C’è poi il lato sicurezza. La SIM virtuale, essendo integrata e protetta da password e credenziali personali, rende più difficile la clonazione o il furto del numero. E se perdi il telefono? Puoi bloccare tutto a distanza senza dover correre dal negozio. “Da quando uso l’eSIM non ho più avuto problemi con furti o sim swap,” conferma Mario Bellini, impiegato milanese.
Costi e limiti ancora da superare
Non è tutto oro quel che luccica. Sul fronte dei costi, alcuni operatori applicano ancora una piccola maggiorazione per attivare l’eSIM: si va dai 5 agli 8 euro una tantum, a seconda dell’azienda e del punto vendita. C’è poi la questione compatibilità: secondo GSMA Intelligence circa il 28% degli smartphone attivi in Italia ancora non supporta questa tecnologia. Si tratta soprattutto di modelli economici o datati.
E i trasferimenti tra dispositivi? Non sempre facili né rapidi: spesso servono passaggi manuali o l’aiuto degli operatori nei negozi fisici. “Ci arrivano molte richieste di assistenza per migrare l’eSIM su un nuovo telefono dopo un furto,” racconta Andrea P., tecnico Vodafone in corso Buenos Aires. “Non è come sostituire una SIM tradizionale”.
Impatto ambientale e futuro: meno plastica ma nuovi problemi
Uno dei motivi principali dietro la diffusione delle eSIM è la riduzione della plastica usa e getta: nel 2025 sono state prodotte oltre 100 milioni di SIM tradizionali solo in Europa, secondo la Commissione europea. Passando al digitale si risparmiano costi di produzione e trasporto, ma aumentano i dubbi sui microchip integrati: “Tagliamo plastica ma resta il problema dell’obsolescenza elettronica,” avvertono dal Politecnico di Milano.
Al momento i grandi produttori (Apple su tutti, seguita da Samsung e Google) hanno scelto le eSIM come standard per i modelli top di gamma. Nei prossimi due anni questa tecnologia dovrebbe arrivare anche sulla fascia media.
Cosa cambia davvero per l’utente
Chi sta comprando uno smartphone oggi – che sia da Euronics a Roma o in un piccolo negozio in provincia – spesso si trova davanti a un’unica scelta: attivare una eSIM appena acquistato il telefono.

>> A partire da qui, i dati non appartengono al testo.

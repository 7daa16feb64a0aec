//! Search and replace.
//!
//! Find is a case-insensitive substring collection over the whole buffer;
//! the match list doubles as the highlight set the renderer paints.
//! Find-next cycles through the list modulo its length and parks the hit in
//! roughly the upper third of the text area. Replace compiles the pattern
//! as a case-insensitive regex, substitutes per line, and clears history:
//! bulk replace is not individually undoable, only its count is recorded.

use core_state::{Action, EditorState, SearchMatch};
use core_text::Position;
use regex::RegexBuilder;
use tracing::debug;

/// Collect all case-insensitive substring matches of `query`.
/// An empty query clears the match set.
pub fn find_all(state: &mut EditorState, query: &str) -> bool {
    state.clear_search();
    state.last_query = query.to_string();
    if query.is_empty() {
        state.set_status("Search cancelled");
        return true;
    }
    let needle: Vec<char> = query.chars().flat_map(char::to_lowercase).collect();
    let mut matches = Vec::new();
    for (row, line) in state.buffer.lines().enumerate() {
        let haystack: Vec<char> = line.chars().flat_map(char::to_lowercase).collect();
        if needle.len() > haystack.len() {
            continue;
        }
        let mut col = 0;
        while col + needle.len() <= haystack.len() {
            if haystack[col..col + needle.len()] == needle[..] {
                matches.push(SearchMatch {
                    row,
                    start_col: col,
                    end_col: col + needle.len(),
                });
                col += needle.len().max(1);
            } else {
                col += 1;
            }
        }
    }
    let count = matches.len();
    state.search_matches = matches;
    debug!(target: "actions.search", query, count, "find_all");
    if count == 0 {
        state.set_status(format!("'{query}' not found"));
    } else {
        state.set_status(format!("Found {count} match(es) for '{query}'"));
    }
    true
}

/// Jump to the next match, wrapping modulo the list length. The hit is
/// scrolled into roughly the upper third of a `text_rows`-tall viewport.
pub fn find_next(state: &mut EditorState, text_rows: usize) -> bool {
    if state.search_matches.is_empty() {
        state.set_status("No matches");
        return true;
    }
    let next = match state.search_index {
        Some(current) => (current + 1) % state.search_matches.len(),
        None => 0,
    };
    state.search_index = Some(next);
    let hit = state.search_matches[next];
    state.selection.cancel();
    state.caret = state
        .buffer
        .clamp(Position::new(hit.row, hit.start_col));
    state.scroll_top = hit.row.saturating_sub(text_rows.max(1) / 3);
    state.set_status(format!(
        "Match {}/{}",
        next + 1,
        state.search_matches.len()
    ));
    true
}

/// Regex replace across the whole buffer. History is cleared (bulk
/// change); the caret returns to the origin.
pub fn replace_all(state: &mut EditorState, pattern: &str, replacement: &str) -> bool {
    if pattern.is_empty() {
        state.set_status("Replace error: empty pattern");
        return true;
    }
    let regex = match RegexBuilder::new(pattern).case_insensitive(true).build() {
        Ok(regex) => regex,
        Err(err) => {
            state.set_status(format!("Replace error: {err}"));
            return true;
        }
    };

    let mut count = 0usize;
    let rows = state.buffer.line_count();
    for row in 0..rows {
        let replaced = {
            let Some(line) = state.buffer.line(row) else {
                continue;
            };
            let line_hits = regex.find_iter(line).count();
            if line_hits == 0 {
                continue;
            }
            (regex.replace_all(line, replacement).into_owned(), line_hits)
        };
        state.buffer.set_line(row, replaced.0);
        count += replaced.1;
    }

    state.history.clear();
    state.history.add_action(Action::BulkReplace { count });
    state.buffer.set_modified(count > 0);
    state.selection.cancel();
    state.caret = Position::origin();
    state.normalize_after_edit();
    state.set_status(format!("Replaced {count} occurrence(s)"));
    debug!(target: "actions.search", pattern, count, "replace_all");
    true
}

/// Esc: clear search highlights, selection, and the status line.
pub fn cancel_operation(state: &mut EditorState) -> bool {
    let had_anything = !state.search_matches.is_empty()
        || state.selection.is_active()
        || !state.status_message.is_empty();
    state.clear_search();
    state.last_query.clear();
    state.selection.cancel();
    state.set_status("");
    had_anything
}
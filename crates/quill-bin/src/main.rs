//! quill entrypoint: CLI parsing, logging, terminal lifecycle, and the
//! editor run loop.

use std::path::PathBuf;
use std::process::ExitCode;
use std::sync::Once;

use anyhow::Result;
use clap::Parser;
use tracing::{error, info};
use tracing_appender::non_blocking::WorkerGuard;

use core_actions::ClipboardProvider;
use core_terminal::{CrosstermBackend, CrosstermSurface, TerminalBackend, TerminalCaps};
use quill::Editor;

/// CLI arguments.
#[derive(Parser, Debug)]
#[command(name = "quill", version, about = "Terminal source code editor")]
struct Args {
    /// Optional path to open at startup; omitted starts an empty buffer.
    pub path: Option<PathBuf>,
    /// Configuration file path (overrides discovery of `quill.toml`).
    #[arg(long = "config")]
    pub config: Option<PathBuf>,
}

/// Best-effort system clipboard backed by arboard.
struct SystemClipboard(arboard::Clipboard);

impl SystemClipboard {
    fn open() -> Option<Box<dyn ClipboardProvider>> {
        match arboard::Clipboard::new() {
            Ok(clipboard) => Some(Box::new(SystemClipboard(clipboard))),
            Err(err) => {
                info!(target: "runtime", %err, "system_clipboard_unavailable");
                None
            }
        }
    }
}

impl ClipboardProvider for SystemClipboard {
    fn set_text(&mut self, text: &str) -> Result<()> {
        self.0.set_text(text.to_string())?;
        Ok(())
    }

    fn get_text(&mut self) -> Result<String> {
        Ok(self.0.get_text()?)
    }
}

fn configure_logging() -> Option<WorkerGuard> {
    let file_appender = tracing_appender::rolling::never(".", "quill.log");
    let (writer, guard) = tracing_appender::non_blocking(file_appender);
    match tracing_subscriber::fmt()
        .with_env_filter(tracing_subscriber::EnvFilter::from_default_env())
        .with_writer(writer)
        .with_ansi(false)
        .try_init()
    {
        Ok(()) => Some(guard),
        // A subscriber is already installed (tests); drop the guard.
        Err(_) => None,
    }
}

fn install_panic_hook() {
    static HOOK: Once = Once::new();
    HOOK.call_once(|| {
        let default_panic = std::panic::take_hook();
        std::panic::set_hook(Box::new(move |panic_info| {
            error!(target: "runtime.panic", %panic_info, "panic");
            default_panic(panic_info);
        }));
    });
}

fn run(args: Args) -> Result<()> {
    let mut backend = CrosstermBackend::new();
    backend.set_title("quill")?;
    let _guard = backend.enter_guard()?;

    let caps = TerminalCaps::detect();
    let config = core_config::load_from(args.config)?;
    let surface = CrosstermSurface::new()?;
    let clipboard = SystemClipboard::open();

    info!(
        target: "runtime.startup",
        path = ?args.path,
        colors = caps.colors,
        "startup"
    );
    let mut editor = Editor::new(surface, caps, config, args.path, clipboard);
    editor.run()
}

fn main() -> ExitCode {
    let args = Args::parse();
    let _log_guard = configure_logging();
    install_panic_hook();

    match run(args) {
        Ok(()) => ExitCode::SUCCESS,
        Err(err) => {
            // The terminal guard has restored the screen by now.
            error!(target: "runtime", %err, "fatal");
            eprintln!("quill: {err:#}");
            ExitCode::FAILURE
        }
    }
}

Per chi invece usa ancora un modello più vecchio la SIM tradizionale c’è (almeno per ora), ma sembra ormai destinata a sparire.
Gli operatori assicurano che le procedure sono semplici e garantiscono assistenza continua, ma invitano comunque a verificare bene la compatibilità prima dell’acquisto. “Il passaggio alle eSIM non è un salto nel buio,” sottolinea Roberto Righi di WindTre. “Basta qualche click, poi tutto diventa molto più comodo”.